In looking at this term, one needs to distinguish between an active sex addict and a recovering sex addict. An active sex addict, obviously, is one who is not in real sexual addiction recovery and continues to act out sexually. This sex addict, although in “recovery,” could still be in a minimized state of denial where they see some sexual issues as acceptable that are typically unacceptable to even Christian non-addicts such as viewing pornography (I could spend hours and pages writing about how pornography affects the brain but this post is not about that topic). The active addict will continue to seek out their high, usually through non-traditional acting out behaviors, until they break through the denial, live in honesty, and finally put a stop to the compulsive sexual behavior.
An addict in recovery, however, is no longer seeking ways to “beat the system” and is either living or trying to live a life of recovery. An addict in recovery understands that recovery and life is progress not perfection, continuing to progress in their recovery, not continuing to live in their addiction. When a sex addict finally breaks through the denial surrounding his life and truly gives himself to the program (including practicing rigorous honesty), then they are a “recovering sex addict.”
Furthermore, when one studies the brain scans of addicts versus those of healthy individuals; one can see an obvious difference. However, with abstinence from drugs and alcohol, one can see through the brain scans that the brain of the addict slowly begins to resemble the brain of a healthy individual. This healing of the brain will take time and abstinence from addictive behaviors, but it can and will happen.
Finally, when a sex addict enters recovery, they are asked to take a Sex Addiction Screening Test (SAST) questionare that is then given to their therapist for them to review and score. This questionare typically determines if the individual truly suffers from Sexual Addiction and if they do, the individual’s level of sex addiction. Based on the behaviors from most of my life, I scored a 19 out of 20. Now that is pretty bad. But God has used that measure to show me His grace and the miracles only He can peform. Although most sex addicts don’t retake the test, last year I decided to retake it based solely on my sexual activities in the first 2 years of my recovery. The results are written below. In theory, I am no longer a “sex addict” as defined by the International Institute for Trauma & Addiction Professionals (IITAP) based on the six categories that define Sexual Addiction. I am by no means stating I am cured from sex addiction. It is my personal belief that I will never be cured, but the disease has been slowed down enough where I can function as a healthy human being. This is by no way “scientific” but it shows how a life of recovery from sexual addiction can actually be non-addictive and non-destructive. If we are to become healthy, we must live a life of recovery. The thumbnail chart at the top left of this paragraph is my score at entering recovery. The thumbnail chart to the right is my score based on the first two years of working my recovery program. A healthy sexual lifestyle is possible for all those who earnestly desire it!

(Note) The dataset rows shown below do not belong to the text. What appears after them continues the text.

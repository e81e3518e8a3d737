use swingline::{
    detect_swings, latest_swing_high, latest_swing_low, scan_pivots, scan_structure, Candle,
    DetectionConfig, DetectionMode, PivotKind, StructureLabel, SwingKind,
};

const BASE_TIME: i64 = 1_700_000_000;
const STEP: i64 = 3_600;

/// Piecewise-linear close path through `(index, value)` turning points; each
/// candle spans close ± 1 with open == close.
fn path_candles(turns: &[(usize, f64)]) -> Vec<Candle> {
    let mut closes = vec![turns[0].1];
    for leg in turns.windows(2) {
        let (i0, v0) = leg[0];
        let (i1, v1) = leg[1];
        let steps = (i1 - i0) as f64;
        for k in 1..=(i1 - i0) {
            closes.push(v0 + (v1 - v0) * k as f64 / steps);
        }
    }

    closes
        .into_iter()
        .enumerate()
        .map(|(i, close)| {
            Candle::new(BASE_TIME + i as i64 * STEP, close, close + 1.0, close - 1.0, close)
        })
        .collect()
}

fn zigzag() -> Vec<Candle> {
    path_candles(&[
        (0, 10.0),
        (4, 20.0),
        (8, 12.0),
        (12, 24.0),
        (16, 16.0),
        (20, 28.0),
        (24, 18.0),
        (28, 26.0),
        (32, 10.0),
        (36, 22.0),
        (40, 14.0),
        (44, 20.0),
    ])
}

fn noisy_candles(count: usize, seed: u64) -> Vec<Candle> {
    let mut state = seed;
    let mut next = move || {
        state = state
            .wrapping_mul(6_364_136_223_846_793_005)
            .wrapping_add(1_442_695_040_888_963_407);
        ((state >> 33) as f64) / ((1_u64 << 31) as f64)
    };

    let mut price = 100.0_f64;
    let mut out = Vec::with_capacity(count);
    for i in 0..count {
        let open = price;
        let close = (open + (next() - 0.5) * 4.0).max(1.0);
        let high = open.max(close) + next() * 1.5;
        let low = open.min(close) - next() * 1.5;
        price = close;
        out.push(Candle::new(BASE_TIME + i as i64 * STEP, open, high, low, close));
    }
    out
}

fn wicks() -> DetectionConfig {
    DetectionConfig::with_mode(DetectionMode::Wicks)
}

fn closes() -> DetectionConfig {
    DetectionConfig::with_mode(DetectionMode::Closes)
}

#[test]
fn empty_and_short_series_return_no_swings() {
    assert!(detect_swings(&[], &wicks()).expect("empty is valid").is_empty());

    let short = zigzag().into_iter().take(6).collect::<Vec<_>>();
    assert!(detect_swings(&short, &wicks()).expect("valid").is_empty());
    assert!(detect_swings(&short, &closes()).expect("valid").is_empty());
    assert!(scan_pivots(&short, DetectionMode::Wicks, 3).is_empty());
}

#[test]
fn flat_run_produces_no_pivots() {
    let candles = (0..15)
        .map(|i| Candle::new(BASE_TIME + i * STEP, 10.0, 10.5, 9.5, 10.0))
        .collect::<Vec<_>>();

    assert!(scan_pivots(&candles, DetectionMode::Wicks, 3).is_empty());
    assert!(scan_pivots(&candles, DetectionMode::Closes, 3).is_empty());
    assert!(detect_swings(&candles, &wicks()).expect("valid").is_empty());
}

#[test]
fn rise_fall_rise_confirms_the_peak_once_a_low_follows() {
    let candles = path_candles(&[(0, 10.0), (10, 20.0), (15, 15.0), (20, 20.0)]);
    assert_eq!(candles.len(), 21);

    let pivots = scan_pivots(&candles, DetectionMode::Wicks, 3);
    let summary = pivots
        .iter()
        .map(|x| (x.index, x.kind, x.price))
        .collect::<Vec<_>>();
    assert_eq!(
        summary,
        vec![(10, PivotKind::High, 21.0), (15, PivotKind::Low, 14.0)]
    );

    let scan = scan_structure(&candles, &wicks()).expect("valid");
    assert_eq!(scan.swings.len(), 1);
    let peak = scan.swings[0];
    assert_eq!(peak.candle_index, 10);
    assert_eq!(peak.candle_time, BASE_TIME + 10 * STEP);
    assert_eq!(peak.price, 21.0);
    assert_eq!(peak.kind, SwingKind::SwingHigh);
    assert_eq!(peak.structure, StructureLabel::FirstHigh);
    assert_eq!(peak.confidence, 0.8);
    assert_eq!(peak.confirmed_at_index, 15);

    // the trough has nothing after it to break the confirmed high yet
    assert_eq!(scan.pending_low.map(|x| x.index), Some(15));
    assert_eq!(scan.pending_high, None);
}

#[test]
fn zigzag_swings_match_hand_computed_structure() {
    let swings = detect_swings(&zigzag(), &wicks()).expect("valid");
    let summary = swings
        .iter()
        .map(|x| (x.candle_index, x.kind, x.structure, x.price, x.confirmed_at_index))
        .collect::<Vec<_>>();

    assert_eq!(
        summary,
        vec![
            (4, SwingKind::SwingHigh, StructureLabel::FirstHigh, 21.0, 8),
            (8, SwingKind::SwingLow, StructureLabel::FirstLow, 11.0, 12),
            (16, SwingKind::SwingLow, StructureLabel::HigherLow, 15.0, 20),
            (20, SwingKind::SwingHigh, StructureLabel::HigherHigh, 29.0, 32),
            (24, SwingKind::SwingLow, StructureLabel::HigherLow, 17.0, 28),
            (36, SwingKind::SwingHigh, StructureLabel::LowerHigh, 23.0, 40),
        ]
    );
}

#[test]
fn latest_swings_are_the_last_of_each_kind() {
    let swings = detect_swings(&zigzag(), &wicks()).expect("valid");

    let high = latest_swing_high(&swings).expect("zigzag has highs");
    assert_eq!((high.candle_index, high.price), (36, 23.0));
    let low = latest_swing_low(&swings).expect("zigzag has lows");
    assert_eq!((low.candle_index, low.price), (24, 17.0));

    assert!(latest_swing_high(&swings[1..3]).is_none());
    assert!(latest_swing_low(&[]).is_none());
}

#[test]
fn zigzag_leaves_unbroken_low_pending() {
    let scan = scan_structure(&zigzag(), &wicks()).expect("valid");
    assert_eq!(scan.pending_high, None);
    let pending = scan.pending_low.expect("low at 32 is never broken");
    assert_eq!(pending.index, 32);
    assert_eq!(pending.price, 9.0);
    assert!(scan.swings.iter().all(|x| x.candle_index != 32));
}

#[test]
fn closes_mode_uses_close_prices_with_same_structure() {
    let by_wicks = detect_swings(&zigzag(), &wicks()).expect("valid");
    let by_closes = detect_swings(&zigzag(), &closes()).expect("valid");

    assert_eq!(by_wicks.len(), by_closes.len());
    for (w, c) in by_wicks.iter().zip(&by_closes) {
        assert_eq!(w.candle_index, c.candle_index);
        assert_eq!(w.structure, c.structure);
        let expected = match c.kind {
            SwingKind::SwingHigh => w.price - 1.0,
            SwingKind::SwingLow => w.price + 1.0,
        };
        assert_eq!(c.price, expected);
    }
}

#[test]
fn first_of_kind_labels_hold_in_both_modes() {
    for config in [wicks(), closes()] {
        for candles in [zigzag(), noisy_candles(400, 7)] {
            let swings = detect_swings(&candles, &config).expect("valid");
            if let Some(first_high) = swings.iter().find(|x| x.is_high()) {
                assert_eq!(first_high.structure, StructureLabel::FirstHigh);
            }
            if let Some(first_low) = swings.iter().find(|x| x.is_low()) {
                assert_eq!(first_low.structure, StructureLabel::FirstLow);
            }
            assert!(swings
                .iter()
                .skip_while(|x| !x.is_high())
                .skip(1)
                .filter(|x| x.is_high())
                .all(|x| x.structure != StructureLabel::FirstHigh));
        }
    }
}

#[test]
fn outside_bar_is_both_high_and_low_pivot() {
    let mut candles = (0..11)
        .map(|i| Candle::new(BASE_TIME + i * STEP, 7.0, 10.0, 5.0, 7.0))
        .collect::<Vec<_>>();
    candles[3].high = 20.0;
    candles[3].low = 0.0;

    let pivots = scan_pivots(&candles[..7], DetectionMode::Wicks, 3);
    assert_eq!(
        pivots.iter().map(|x| (x.index, x.kind)).collect::<Vec<_>>(),
        vec![(3, PivotKind::High), (3, PivotKind::Low)]
    );

    // high is processed first, so the same candle's low confirms it
    let swings = detect_swings(&candles[..7], &wicks()).expect("valid");
    assert_eq!(swings.len(), 1);
    assert_eq!(swings[0].structure, StructureLabel::FirstHigh);
    assert_eq!(swings[0].confirmed_at_index, 3);

    candles[7].high = 25.0;
    let swings = detect_swings(&candles, &wicks()).expect("valid");
    assert_eq!(
        swings
            .iter()
            .map(|x| (x.candle_index, x.structure, x.confirmed_at_index))
            .collect::<Vec<_>>(),
        vec![
            (3, StructureLabel::FirstHigh, 3),
            (3, StructureLabel::FirstLow, 7),
        ]
    );

    // a single close can never be both strictly highest and lowest
    assert!(detect_swings(&candles[..7], &closes()).expect("valid").is_empty());
}

#[test]
fn output_is_chronological() {
    for seed in [1_u64, 42, 1234] {
        let swings = detect_swings(&noisy_candles(500, seed), &wicks()).expect("valid");
        assert!(swings.len() > 4, "fixture should produce several swings");
        for pair in swings.windows(2) {
            assert!(pair[0].candle_time <= pair[1].candle_time);
        }
    }
}

#[test]
fn repeated_runs_are_identical() {
    let candles = noisy_candles(300, 99);
    for config in [wicks(), closes()] {
        let a = detect_swings(&candles, &config).expect("valid");
        let b = detect_swings(&candles, &config).expect("valid");
        assert_eq!(a, b);
    }
}

#[test]
fn swings_are_strict_extremes_of_their_window() {
    let candles = noisy_candles(400, 17);
    for config in [wicks(), closes()] {
        for swing in detect_swings(&candles, &config).expect("valid") {
            let kind = if swing.is_high() {
                PivotKind::High
            } else {
                PivotKind::Low
            };
            let i = swing.candle_index;
            assert_eq!(swing.price, candles[i].pivot_price(kind, config.mode));
            for j in (i - 3..i).chain(i + 1..=i + 3) {
                let other = candles[j].pivot_price(kind, config.mode);
                match kind {
                    PivotKind::High => assert!(swing.price > other),
                    PivotKind::Low => assert!(swing.price < other),
                }
            }
        }
    }
}

#[test]
fn appending_candles_never_relabels_confirmed_swings() {
    let candles = noisy_candles(400, 5);
    let full = detect_swings(&candles, &wicks()).expect("valid");

    for k in [20, 57, 120, 233, 399] {
        let prefix = detect_swings(&candles[..k], &wicks()).expect("valid");
        for swing in &prefix {
            assert!(swing.candle_index < k - 3);
            assert!(
                full.contains(swing),
                "swing at {} changed after appending candles",
                swing.candle_index
            );
        }
    }
}

#[test]
fn malformed_candle_is_rejected() {
    let mut candles = zigzag();
    candles[9].close = f64::INFINITY;
    assert!(matches!(
        detect_swings(&candles, &wicks()),
        Err(swingline::ValidationError::InvalidCandle { index: 9, .. })
    ));
}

As a recovering sex addict, I must always acknowledge the fact that if I let my guard down, I could fall back into the addiction either through a slip or relapse. In understanding this fact, I realize that I will not always be an addict, but I will always be vulnerable to the addiction. This being said, the correct term to be used for addicts should be as follows.
“Once an addict, always vulnerable”
I would ask that from now on this phrase be used when speaking to family, friends, spouses, or loved ones of addicts in recovery. This phrase should also be used when speaking about yourself and your addiction recovery!
Take what you like and leave the rest.